Não viver em branca nuvem
Menino, escrevi poema que descrevia alguém que, de tão inerte, chegava para prestar contas ao Criador, e nada tinha a oferecer a não ser “o pedaço de chão que envelheceu sob seus pés”. Gente que nunca ousou, nada fez, não se doou a nada. Na juventude ouvi alguém às gargalhadas numa rodinha. Falavam de mim, que, diziam, estava sempre atrás de alguma causa para lutar. Não levei a mal. Tinha mesmo receios de me tornar o personagem do meu poema.
A disposição de fugir da inutilidade foi reforçada na escola pelo poema de Francisco Otaviano. “Quem passou pela vida em branca nuvem (…) Só passou pela vida, não viveu”. E pelo Eclesiastes. “Tudo quanto te vier à mão para fazer, faze-o, conforme as tuas forças, porque na sepultura, para onde vais, não há obra, projeto, conhecimento, nem sabedoria alguma”. Então, estive em empreitadas muitas. Subi favelas para evangelizar. E para politizar. Preguei a bêbados nas praças e a loucos, no sanatório. Falei a multidões em ginásios de cruzadas religiosas, e em ginásios de assembleias sindicais ou comícios políticos. Organizei panfletagens, colagens, greves e carreatas.
Sempre fui tímido. Mas um mestre, o hoje pastor Nilton de Souza, me ensinou atalhos para poder proclamar o que me ia ao coração. Com doze anos, aprendi a organizar ideias, classificá-las, priorizá-las, hierarquizá-las, até proferi-las. Continuo tímido. Mas quando mensagem há a entregar, sigo as lições do antigo mestre.E se dizer é uma missão, e proclamar é ato de nobreza, aprendi que mais forte que a palavra é o bom agir. Pode ser melhor causa carregar as sacolas de alguém, lavar sua cozinha, recolher seu lixo, transportá-lo ao médico.
Dizendo assim, pode parecer que me enalteço. Não. Porque falho, erro, me canso, às vezes me omito. Sou normal. Como tantos, posso preferir uma tarde ao sofá assistindo inutilidades divertidas. Já me acovardei. Já me cansei. Já houve ocasiões de desistência de um sermão a minutos do horário marcado. Já me ausentei de reuniões importantes. É que às vezes o cansaço chega. Certa melancolia. Porque todo mundo que se doa, precisa se reabastecer.
Por isso é que, esclareço, não sou vocacionado a ministérios. Como prego o Evangelho, muitos me quiseram pastor. Não. Demanda desprendimentos que não possuo. Também me quiseram político hábil a direções partidárias, vereanças, essas coisas. Não. Também não caberiam em mim. E há quem me pretenda monocórdico. Mas não sou. Os que me conheceram militante político estranham o pregador, os que viram o evangelista olham de lado o militante. Não há razão para isso. As coisas se complementam.
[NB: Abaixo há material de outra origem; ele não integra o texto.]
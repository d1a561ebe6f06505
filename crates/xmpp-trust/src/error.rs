// Copyright 2024 The Matrix.org Foundation C.I.C.
//
// Licensed under the Apache License, Version 2.0 (the "License");
// you may not use this file except in compliance with the License.
// You may obtain a copy of the License at
//
//     http://www.apache.org/licenses/LICENSE-2.0
//
// Unless required by applicable law or agreed to in writing, software
// distributed under the License is distributed on an "AS IS" BASIS,
// WITHOUT WARRANTIES OR CONDITIONS OF ANY KIND, either express or implied.
// See the License for the specific language governing permissions and
// limitations under the License.

use thiserror::Error;

use crate::{store::TrustStoreError, trust_message::UriError};

/// Result type of the ATM engine.
pub type AtmResult<T> = Result<T, AtmError>;

/// Error representing a failure of the Automatic Trust Management engine.
///
/// Failures to send trust messages aren't reported, the trust decisions are
/// already stored at that point.
#[derive(Error, Debug)]
pub enum AtmError {
    /// The storage layer returned an error.
    #[error("failed to read or write to the trust store: {0}")]
    Store(#[from] TrustStoreError),

    /// The trust message URI couldn't be parsed.
    #[error(transparent)]
    Uri(#[from] UriError),
}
Certa vez um militante que me admirava me perguntou se eu acreditava que o socialismo viria em nossa geração. Respondi que não. E nem na seguinte. Ou na outra. Ele se revoltou. Não admitia que militante dedicado como eu “não acreditasse” na causa que, então, proclamava. Expliquei minha visão das coisas. É preciso transformar as estruturas, e aí entra a militância política. Mas é preciso transformar o coração do homem, se não é como meter porcos na sala, e aí entra a militância cristã. Acho que até hoje ele anda inconformado com a resposta. Mas é o que creio. Então, sigo, imperfeitamente, cheio de erros e falhas, deixando insatisfeitos ora os que querem só o militante ou pensador político, ora os que querem só o pregador do Evangelho. Um caminhante. Tropeço, caio, levanto. Tento não viver em branca nuvem.